Records drawn from a dataset

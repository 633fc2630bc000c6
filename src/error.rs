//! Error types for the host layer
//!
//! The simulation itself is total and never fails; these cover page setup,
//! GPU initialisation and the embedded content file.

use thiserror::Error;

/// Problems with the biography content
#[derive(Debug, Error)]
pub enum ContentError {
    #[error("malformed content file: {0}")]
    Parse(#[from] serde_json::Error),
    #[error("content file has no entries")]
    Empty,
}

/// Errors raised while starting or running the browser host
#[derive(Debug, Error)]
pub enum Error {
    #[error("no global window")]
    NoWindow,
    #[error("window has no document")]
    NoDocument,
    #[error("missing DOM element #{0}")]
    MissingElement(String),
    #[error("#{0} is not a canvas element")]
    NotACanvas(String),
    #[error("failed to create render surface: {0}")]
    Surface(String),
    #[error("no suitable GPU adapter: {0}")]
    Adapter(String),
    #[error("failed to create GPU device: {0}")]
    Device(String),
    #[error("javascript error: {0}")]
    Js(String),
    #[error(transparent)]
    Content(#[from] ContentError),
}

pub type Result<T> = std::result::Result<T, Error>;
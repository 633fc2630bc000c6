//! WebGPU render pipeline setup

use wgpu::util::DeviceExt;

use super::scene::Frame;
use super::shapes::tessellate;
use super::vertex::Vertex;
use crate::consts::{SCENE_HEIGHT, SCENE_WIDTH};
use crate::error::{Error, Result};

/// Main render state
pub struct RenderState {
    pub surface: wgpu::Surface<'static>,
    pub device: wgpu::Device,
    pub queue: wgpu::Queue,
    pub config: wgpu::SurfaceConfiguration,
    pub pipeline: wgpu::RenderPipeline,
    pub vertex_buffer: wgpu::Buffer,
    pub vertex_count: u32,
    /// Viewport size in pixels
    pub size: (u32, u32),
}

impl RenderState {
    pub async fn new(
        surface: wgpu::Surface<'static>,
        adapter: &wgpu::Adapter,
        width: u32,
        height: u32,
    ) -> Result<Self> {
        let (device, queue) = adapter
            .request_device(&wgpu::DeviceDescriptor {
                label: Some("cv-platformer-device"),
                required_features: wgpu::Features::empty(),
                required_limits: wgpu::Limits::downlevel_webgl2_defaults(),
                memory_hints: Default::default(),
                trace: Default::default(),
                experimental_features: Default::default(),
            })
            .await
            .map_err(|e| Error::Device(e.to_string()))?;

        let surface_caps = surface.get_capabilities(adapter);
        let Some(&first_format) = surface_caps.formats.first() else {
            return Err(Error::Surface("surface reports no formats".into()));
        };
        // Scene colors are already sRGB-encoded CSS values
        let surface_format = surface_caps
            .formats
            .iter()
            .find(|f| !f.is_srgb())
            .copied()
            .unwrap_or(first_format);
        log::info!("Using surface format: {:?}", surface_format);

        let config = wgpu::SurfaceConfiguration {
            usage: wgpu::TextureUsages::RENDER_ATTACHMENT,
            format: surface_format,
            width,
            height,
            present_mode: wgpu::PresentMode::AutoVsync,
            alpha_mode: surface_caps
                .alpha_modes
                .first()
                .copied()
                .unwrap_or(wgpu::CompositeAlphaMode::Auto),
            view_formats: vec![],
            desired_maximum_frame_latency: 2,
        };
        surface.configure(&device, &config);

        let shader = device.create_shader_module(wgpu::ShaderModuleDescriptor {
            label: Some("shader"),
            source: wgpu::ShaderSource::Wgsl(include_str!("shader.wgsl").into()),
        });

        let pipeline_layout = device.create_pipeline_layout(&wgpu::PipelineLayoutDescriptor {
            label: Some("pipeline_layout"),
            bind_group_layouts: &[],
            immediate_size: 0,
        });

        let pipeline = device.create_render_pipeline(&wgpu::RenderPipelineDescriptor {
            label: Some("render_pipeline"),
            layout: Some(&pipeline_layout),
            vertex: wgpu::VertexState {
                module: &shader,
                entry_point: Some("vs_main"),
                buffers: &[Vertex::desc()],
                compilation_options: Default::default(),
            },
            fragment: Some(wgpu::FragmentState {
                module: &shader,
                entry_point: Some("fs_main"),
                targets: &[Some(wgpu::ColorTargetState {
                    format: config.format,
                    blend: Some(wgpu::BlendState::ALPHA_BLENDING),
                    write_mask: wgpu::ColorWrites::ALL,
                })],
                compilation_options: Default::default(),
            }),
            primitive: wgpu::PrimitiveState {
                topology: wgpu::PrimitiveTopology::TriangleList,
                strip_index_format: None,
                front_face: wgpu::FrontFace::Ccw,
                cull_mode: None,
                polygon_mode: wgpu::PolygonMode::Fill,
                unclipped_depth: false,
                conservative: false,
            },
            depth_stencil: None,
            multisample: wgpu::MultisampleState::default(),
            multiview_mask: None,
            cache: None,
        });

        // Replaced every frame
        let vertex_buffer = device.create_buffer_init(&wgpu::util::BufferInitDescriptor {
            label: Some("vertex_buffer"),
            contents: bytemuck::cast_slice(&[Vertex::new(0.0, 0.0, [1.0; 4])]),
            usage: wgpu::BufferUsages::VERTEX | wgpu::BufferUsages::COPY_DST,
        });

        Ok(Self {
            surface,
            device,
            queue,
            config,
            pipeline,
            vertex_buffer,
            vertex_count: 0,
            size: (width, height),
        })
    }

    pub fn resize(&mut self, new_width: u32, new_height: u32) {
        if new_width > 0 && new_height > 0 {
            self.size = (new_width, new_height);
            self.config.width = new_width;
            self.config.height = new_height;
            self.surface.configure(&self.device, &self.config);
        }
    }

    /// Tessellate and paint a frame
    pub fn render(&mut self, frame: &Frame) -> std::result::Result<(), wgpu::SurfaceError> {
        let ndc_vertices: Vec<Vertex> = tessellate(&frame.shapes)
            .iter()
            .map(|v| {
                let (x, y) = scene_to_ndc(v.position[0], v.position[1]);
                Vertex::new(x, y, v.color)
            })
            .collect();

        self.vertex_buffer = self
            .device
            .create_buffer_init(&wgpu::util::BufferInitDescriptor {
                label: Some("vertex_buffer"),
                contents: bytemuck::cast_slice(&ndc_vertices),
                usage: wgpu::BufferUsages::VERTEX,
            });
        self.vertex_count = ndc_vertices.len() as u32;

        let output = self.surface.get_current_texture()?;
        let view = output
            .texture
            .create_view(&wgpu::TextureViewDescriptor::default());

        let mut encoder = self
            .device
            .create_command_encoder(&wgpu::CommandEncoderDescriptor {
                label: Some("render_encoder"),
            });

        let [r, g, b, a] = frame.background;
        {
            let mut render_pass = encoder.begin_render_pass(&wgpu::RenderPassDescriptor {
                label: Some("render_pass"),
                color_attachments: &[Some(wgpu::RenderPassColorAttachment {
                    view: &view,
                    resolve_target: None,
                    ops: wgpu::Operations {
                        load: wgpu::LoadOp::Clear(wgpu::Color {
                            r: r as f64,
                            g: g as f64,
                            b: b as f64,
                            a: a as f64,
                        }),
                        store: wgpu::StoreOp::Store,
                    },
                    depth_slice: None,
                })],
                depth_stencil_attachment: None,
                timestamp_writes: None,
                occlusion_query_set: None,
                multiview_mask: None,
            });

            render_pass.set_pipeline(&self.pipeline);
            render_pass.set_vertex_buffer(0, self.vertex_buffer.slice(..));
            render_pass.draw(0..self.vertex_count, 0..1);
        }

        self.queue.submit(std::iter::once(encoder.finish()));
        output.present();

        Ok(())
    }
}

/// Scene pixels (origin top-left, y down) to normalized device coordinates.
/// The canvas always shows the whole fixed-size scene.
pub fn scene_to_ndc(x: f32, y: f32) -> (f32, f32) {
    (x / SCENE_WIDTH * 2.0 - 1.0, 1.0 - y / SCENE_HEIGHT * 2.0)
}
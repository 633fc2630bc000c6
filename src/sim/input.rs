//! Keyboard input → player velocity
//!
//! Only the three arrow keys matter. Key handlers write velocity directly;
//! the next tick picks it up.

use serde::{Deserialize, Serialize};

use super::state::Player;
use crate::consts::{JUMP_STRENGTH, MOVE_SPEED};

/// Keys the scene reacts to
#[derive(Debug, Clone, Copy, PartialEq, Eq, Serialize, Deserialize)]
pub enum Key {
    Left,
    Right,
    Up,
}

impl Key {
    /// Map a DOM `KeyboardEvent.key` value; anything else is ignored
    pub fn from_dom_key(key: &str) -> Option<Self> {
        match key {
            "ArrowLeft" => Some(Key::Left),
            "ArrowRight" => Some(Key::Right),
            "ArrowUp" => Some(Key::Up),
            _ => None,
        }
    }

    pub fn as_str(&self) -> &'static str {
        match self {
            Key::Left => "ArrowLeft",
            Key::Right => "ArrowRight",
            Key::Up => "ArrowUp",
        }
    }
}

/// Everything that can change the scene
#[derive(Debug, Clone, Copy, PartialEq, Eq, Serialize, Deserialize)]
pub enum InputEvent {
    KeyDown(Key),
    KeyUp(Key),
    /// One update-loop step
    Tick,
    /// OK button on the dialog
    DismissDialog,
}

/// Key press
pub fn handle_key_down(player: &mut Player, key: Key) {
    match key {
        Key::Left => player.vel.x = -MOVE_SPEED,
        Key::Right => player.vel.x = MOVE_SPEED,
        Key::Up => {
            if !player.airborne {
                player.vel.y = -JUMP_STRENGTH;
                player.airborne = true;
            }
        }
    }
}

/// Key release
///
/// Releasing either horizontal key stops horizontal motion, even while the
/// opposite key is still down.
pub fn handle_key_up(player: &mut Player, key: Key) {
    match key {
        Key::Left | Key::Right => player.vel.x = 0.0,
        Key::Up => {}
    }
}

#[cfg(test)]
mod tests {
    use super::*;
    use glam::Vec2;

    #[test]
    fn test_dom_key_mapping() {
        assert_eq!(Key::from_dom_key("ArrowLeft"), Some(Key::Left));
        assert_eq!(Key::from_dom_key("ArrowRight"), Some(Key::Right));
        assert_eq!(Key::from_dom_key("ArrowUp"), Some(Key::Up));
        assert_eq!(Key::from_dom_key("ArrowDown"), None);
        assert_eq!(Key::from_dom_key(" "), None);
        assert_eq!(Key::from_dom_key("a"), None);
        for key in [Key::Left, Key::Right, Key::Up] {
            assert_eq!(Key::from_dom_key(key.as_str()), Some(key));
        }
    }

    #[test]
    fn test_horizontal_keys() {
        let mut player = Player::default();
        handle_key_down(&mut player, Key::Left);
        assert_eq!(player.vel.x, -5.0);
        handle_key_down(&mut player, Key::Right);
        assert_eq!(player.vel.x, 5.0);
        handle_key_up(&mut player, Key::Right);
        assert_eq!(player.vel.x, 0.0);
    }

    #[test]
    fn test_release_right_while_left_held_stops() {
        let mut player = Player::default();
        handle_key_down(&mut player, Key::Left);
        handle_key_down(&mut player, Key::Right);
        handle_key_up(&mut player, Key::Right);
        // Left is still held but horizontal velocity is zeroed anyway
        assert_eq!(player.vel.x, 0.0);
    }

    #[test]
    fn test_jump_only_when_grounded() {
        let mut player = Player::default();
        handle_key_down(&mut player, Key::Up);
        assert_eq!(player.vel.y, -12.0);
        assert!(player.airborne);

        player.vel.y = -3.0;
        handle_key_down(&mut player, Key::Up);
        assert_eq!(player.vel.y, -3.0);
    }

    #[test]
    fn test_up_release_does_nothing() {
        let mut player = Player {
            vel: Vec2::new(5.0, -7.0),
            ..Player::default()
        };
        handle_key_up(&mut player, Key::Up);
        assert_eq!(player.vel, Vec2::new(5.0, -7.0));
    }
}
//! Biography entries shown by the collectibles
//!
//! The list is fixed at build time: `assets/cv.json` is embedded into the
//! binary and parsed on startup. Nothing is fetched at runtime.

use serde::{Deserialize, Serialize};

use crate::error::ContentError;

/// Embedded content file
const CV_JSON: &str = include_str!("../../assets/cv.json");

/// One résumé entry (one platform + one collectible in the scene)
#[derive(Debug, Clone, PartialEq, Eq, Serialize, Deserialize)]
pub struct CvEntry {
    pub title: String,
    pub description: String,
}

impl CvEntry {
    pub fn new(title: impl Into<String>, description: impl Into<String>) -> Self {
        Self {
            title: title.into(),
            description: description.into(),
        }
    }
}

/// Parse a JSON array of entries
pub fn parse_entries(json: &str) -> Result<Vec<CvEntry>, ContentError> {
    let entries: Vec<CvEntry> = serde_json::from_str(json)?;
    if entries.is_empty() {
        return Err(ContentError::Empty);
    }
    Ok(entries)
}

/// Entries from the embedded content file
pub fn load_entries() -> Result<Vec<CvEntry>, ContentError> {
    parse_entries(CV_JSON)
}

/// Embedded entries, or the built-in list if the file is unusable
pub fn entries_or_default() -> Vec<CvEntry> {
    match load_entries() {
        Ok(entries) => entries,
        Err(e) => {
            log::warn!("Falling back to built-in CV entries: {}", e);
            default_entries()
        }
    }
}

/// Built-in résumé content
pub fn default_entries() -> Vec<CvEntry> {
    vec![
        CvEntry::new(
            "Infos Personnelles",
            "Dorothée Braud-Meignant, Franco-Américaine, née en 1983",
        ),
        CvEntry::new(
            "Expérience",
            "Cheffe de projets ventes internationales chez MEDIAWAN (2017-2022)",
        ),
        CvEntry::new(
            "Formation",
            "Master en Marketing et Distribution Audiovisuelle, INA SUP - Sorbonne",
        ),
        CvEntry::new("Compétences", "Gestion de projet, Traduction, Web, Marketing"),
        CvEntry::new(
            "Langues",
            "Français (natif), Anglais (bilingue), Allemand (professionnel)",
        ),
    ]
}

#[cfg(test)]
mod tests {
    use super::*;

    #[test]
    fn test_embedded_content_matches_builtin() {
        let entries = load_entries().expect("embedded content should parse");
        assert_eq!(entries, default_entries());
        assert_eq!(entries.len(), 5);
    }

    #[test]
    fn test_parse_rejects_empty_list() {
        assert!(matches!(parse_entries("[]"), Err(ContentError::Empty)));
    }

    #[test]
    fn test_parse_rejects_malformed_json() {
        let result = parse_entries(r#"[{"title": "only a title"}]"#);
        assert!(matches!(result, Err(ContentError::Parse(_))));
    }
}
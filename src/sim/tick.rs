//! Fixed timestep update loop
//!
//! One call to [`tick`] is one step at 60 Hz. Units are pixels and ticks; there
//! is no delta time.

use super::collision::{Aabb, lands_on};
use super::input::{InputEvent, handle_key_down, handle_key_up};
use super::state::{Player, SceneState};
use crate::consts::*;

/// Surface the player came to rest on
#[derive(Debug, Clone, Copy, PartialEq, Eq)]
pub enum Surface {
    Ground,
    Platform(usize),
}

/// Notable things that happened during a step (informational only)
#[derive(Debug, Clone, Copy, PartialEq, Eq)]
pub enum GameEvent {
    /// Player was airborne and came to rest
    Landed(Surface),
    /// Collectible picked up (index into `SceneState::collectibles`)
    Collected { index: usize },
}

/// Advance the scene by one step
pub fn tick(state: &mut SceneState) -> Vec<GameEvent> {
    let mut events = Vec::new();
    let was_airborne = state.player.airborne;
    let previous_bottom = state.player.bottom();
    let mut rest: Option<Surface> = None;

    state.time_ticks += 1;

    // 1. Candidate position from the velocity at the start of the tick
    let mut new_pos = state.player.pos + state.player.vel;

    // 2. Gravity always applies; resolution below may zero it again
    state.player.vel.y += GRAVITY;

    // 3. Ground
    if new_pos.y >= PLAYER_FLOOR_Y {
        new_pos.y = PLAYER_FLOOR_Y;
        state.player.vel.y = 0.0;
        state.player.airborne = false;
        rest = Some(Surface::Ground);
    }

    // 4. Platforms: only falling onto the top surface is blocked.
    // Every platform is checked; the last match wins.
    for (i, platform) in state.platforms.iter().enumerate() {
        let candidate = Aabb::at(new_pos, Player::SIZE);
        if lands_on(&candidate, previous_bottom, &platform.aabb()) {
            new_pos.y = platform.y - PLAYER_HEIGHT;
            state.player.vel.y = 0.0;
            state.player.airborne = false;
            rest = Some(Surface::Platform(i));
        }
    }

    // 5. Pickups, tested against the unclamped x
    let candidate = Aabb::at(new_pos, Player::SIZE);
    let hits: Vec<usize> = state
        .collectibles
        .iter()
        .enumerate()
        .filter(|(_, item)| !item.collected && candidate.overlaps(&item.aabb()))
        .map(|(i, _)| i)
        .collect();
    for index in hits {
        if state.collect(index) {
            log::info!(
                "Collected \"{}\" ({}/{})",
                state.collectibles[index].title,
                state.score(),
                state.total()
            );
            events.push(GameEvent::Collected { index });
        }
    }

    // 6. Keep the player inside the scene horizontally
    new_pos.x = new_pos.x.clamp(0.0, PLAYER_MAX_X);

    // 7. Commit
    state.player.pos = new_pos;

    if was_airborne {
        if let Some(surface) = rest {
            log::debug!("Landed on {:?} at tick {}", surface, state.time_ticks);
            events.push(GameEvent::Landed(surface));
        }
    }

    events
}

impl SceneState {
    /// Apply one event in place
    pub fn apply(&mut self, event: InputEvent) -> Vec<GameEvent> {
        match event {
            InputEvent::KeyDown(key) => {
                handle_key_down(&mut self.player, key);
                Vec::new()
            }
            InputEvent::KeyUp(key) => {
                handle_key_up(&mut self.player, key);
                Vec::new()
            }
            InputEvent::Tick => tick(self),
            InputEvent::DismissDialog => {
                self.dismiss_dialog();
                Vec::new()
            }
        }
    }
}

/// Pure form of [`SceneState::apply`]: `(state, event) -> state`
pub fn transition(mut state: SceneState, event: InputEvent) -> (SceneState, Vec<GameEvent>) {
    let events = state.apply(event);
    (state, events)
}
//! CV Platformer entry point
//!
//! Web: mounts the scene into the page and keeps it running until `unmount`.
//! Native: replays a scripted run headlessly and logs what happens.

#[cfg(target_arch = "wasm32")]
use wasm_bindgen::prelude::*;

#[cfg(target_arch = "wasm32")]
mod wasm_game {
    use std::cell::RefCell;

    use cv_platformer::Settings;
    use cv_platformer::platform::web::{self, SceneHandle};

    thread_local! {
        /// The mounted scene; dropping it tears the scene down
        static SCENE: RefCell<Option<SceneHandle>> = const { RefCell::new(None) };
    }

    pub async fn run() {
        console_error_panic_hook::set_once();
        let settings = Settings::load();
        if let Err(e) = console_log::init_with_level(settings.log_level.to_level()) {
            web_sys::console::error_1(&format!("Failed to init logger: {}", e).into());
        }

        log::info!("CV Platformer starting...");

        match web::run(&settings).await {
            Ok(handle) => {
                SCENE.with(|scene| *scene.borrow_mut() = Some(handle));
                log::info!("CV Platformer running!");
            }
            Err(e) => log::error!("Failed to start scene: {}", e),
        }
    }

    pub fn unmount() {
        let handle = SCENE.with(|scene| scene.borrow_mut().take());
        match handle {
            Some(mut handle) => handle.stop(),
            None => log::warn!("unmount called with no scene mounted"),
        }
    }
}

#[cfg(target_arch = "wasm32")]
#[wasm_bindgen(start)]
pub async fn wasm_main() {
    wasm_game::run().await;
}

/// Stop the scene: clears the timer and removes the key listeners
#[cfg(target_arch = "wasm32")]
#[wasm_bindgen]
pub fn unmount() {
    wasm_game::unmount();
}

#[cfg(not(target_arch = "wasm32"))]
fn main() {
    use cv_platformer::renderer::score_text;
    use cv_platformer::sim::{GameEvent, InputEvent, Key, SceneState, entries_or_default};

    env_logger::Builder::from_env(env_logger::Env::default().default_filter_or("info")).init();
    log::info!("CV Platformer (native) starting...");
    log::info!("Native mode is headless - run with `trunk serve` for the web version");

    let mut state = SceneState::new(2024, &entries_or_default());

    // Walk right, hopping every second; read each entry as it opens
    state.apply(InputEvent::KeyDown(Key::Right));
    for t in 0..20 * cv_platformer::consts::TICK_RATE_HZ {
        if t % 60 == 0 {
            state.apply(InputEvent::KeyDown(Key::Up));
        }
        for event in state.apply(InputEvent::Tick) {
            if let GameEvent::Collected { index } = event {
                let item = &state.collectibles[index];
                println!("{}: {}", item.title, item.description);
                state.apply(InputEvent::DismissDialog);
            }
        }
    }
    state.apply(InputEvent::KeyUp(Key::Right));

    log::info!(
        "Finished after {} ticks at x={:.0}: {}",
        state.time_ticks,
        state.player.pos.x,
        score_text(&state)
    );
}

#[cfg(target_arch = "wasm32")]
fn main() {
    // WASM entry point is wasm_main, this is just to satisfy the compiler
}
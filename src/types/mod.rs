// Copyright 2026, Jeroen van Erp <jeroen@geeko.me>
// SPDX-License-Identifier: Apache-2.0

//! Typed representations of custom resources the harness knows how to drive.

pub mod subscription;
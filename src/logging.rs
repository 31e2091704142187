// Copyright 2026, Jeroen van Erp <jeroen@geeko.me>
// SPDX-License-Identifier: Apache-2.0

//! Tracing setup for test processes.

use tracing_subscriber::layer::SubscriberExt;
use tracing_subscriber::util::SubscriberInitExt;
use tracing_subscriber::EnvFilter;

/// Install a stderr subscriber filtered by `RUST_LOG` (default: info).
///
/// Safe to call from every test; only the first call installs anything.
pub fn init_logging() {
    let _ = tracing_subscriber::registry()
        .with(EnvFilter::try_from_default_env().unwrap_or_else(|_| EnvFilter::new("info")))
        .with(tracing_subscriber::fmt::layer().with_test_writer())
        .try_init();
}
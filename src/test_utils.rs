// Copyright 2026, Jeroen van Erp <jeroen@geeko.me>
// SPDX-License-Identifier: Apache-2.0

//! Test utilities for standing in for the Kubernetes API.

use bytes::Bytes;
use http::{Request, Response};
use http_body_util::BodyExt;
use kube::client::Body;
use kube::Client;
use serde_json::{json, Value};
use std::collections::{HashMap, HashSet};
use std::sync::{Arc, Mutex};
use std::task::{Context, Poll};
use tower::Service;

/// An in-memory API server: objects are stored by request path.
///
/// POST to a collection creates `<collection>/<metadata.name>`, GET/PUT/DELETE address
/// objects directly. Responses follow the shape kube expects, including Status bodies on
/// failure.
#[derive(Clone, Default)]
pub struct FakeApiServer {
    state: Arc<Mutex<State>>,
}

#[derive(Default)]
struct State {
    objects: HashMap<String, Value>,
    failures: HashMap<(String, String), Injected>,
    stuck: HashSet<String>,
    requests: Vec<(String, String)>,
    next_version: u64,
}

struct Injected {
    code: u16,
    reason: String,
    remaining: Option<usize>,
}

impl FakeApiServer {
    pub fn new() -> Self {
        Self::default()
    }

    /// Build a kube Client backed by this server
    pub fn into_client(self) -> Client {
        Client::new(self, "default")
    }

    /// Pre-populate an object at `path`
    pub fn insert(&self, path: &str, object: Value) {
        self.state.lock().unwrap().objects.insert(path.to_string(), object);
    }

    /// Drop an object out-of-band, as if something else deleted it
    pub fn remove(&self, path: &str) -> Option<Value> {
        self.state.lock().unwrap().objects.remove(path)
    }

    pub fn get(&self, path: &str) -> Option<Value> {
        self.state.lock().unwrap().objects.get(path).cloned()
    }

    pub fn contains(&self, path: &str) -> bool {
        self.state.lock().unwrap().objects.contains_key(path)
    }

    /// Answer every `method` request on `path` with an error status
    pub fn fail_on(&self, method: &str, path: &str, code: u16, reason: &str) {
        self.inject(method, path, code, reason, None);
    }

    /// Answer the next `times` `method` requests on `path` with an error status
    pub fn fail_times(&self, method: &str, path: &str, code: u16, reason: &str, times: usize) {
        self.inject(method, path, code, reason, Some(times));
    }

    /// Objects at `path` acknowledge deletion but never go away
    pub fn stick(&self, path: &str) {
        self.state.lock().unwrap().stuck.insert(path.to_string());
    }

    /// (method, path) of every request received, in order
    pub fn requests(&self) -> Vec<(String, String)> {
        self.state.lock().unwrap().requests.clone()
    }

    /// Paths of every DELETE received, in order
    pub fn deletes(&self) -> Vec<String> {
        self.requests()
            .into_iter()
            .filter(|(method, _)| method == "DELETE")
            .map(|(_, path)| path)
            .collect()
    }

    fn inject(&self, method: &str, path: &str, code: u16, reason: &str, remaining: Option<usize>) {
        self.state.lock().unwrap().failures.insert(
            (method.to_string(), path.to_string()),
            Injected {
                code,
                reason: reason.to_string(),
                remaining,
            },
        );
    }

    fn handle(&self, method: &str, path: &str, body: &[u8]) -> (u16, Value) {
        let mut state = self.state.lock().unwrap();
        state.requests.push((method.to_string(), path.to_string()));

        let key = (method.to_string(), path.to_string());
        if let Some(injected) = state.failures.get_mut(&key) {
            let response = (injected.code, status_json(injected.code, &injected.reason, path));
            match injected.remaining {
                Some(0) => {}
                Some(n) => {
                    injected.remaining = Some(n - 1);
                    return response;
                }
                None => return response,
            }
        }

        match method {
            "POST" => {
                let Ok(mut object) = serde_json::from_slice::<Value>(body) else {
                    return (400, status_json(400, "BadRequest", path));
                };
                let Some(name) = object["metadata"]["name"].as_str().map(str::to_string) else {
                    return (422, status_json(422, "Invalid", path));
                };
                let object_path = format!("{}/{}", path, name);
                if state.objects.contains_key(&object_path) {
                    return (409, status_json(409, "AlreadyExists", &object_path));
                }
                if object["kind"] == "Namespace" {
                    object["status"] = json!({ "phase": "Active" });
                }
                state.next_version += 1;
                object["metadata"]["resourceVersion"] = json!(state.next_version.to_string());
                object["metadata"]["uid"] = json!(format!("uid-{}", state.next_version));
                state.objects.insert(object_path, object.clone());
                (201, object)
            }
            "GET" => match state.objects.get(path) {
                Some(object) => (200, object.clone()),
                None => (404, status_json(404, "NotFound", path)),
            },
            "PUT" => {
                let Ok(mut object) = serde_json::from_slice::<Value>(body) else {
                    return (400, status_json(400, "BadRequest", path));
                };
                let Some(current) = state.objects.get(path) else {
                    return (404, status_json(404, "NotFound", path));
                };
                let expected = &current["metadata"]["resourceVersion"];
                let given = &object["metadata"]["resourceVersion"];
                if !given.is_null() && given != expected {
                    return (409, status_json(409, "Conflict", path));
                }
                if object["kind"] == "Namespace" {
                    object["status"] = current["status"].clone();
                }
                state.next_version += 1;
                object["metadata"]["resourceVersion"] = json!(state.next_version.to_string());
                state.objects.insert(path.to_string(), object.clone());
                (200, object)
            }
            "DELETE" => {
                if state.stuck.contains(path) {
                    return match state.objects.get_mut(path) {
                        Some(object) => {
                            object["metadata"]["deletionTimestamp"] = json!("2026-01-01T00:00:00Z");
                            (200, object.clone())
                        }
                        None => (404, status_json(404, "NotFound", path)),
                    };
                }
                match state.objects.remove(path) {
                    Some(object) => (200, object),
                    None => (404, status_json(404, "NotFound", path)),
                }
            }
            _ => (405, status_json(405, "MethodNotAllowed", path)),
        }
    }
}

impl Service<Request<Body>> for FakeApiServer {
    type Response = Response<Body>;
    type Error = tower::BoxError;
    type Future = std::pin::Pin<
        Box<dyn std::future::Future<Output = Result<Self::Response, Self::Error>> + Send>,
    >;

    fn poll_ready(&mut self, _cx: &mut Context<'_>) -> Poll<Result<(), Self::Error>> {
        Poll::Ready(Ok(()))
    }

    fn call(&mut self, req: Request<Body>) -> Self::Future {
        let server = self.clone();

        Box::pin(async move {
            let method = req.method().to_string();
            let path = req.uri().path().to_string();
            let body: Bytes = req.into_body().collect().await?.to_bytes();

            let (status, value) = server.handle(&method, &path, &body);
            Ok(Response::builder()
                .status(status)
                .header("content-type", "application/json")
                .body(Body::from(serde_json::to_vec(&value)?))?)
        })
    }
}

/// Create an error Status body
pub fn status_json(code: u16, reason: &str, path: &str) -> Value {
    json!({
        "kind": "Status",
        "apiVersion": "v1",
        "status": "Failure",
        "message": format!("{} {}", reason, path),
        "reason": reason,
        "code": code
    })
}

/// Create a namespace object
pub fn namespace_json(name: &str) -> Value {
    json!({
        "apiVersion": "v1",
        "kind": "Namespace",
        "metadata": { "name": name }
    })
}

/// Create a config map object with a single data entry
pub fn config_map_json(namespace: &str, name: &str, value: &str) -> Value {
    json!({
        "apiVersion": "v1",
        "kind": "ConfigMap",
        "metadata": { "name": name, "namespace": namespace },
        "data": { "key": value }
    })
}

Work required - Scan the records above for the word "GameEvent" and return every line where it occurs.

Result of the task -
pub enum GameEvent {
pub fn tick(state: &mut SceneState) -> Vec<GameEvent> {
            events.push(GameEvent::Collected { index });
            events.push(GameEvent::Landed(surface));
    pub fn apply(&mut self, event: InputEvent) -> Vec<GameEvent> {
pub fn transition(mut state: SceneState, event: InputEvent) -> (SceneState, Vec<GameEvent>) {
    use cv_platformer::sim::{GameEvent, InputEvent, Key, SceneState, entries_or_default};
            if let GameEvent::Collected { index } = event {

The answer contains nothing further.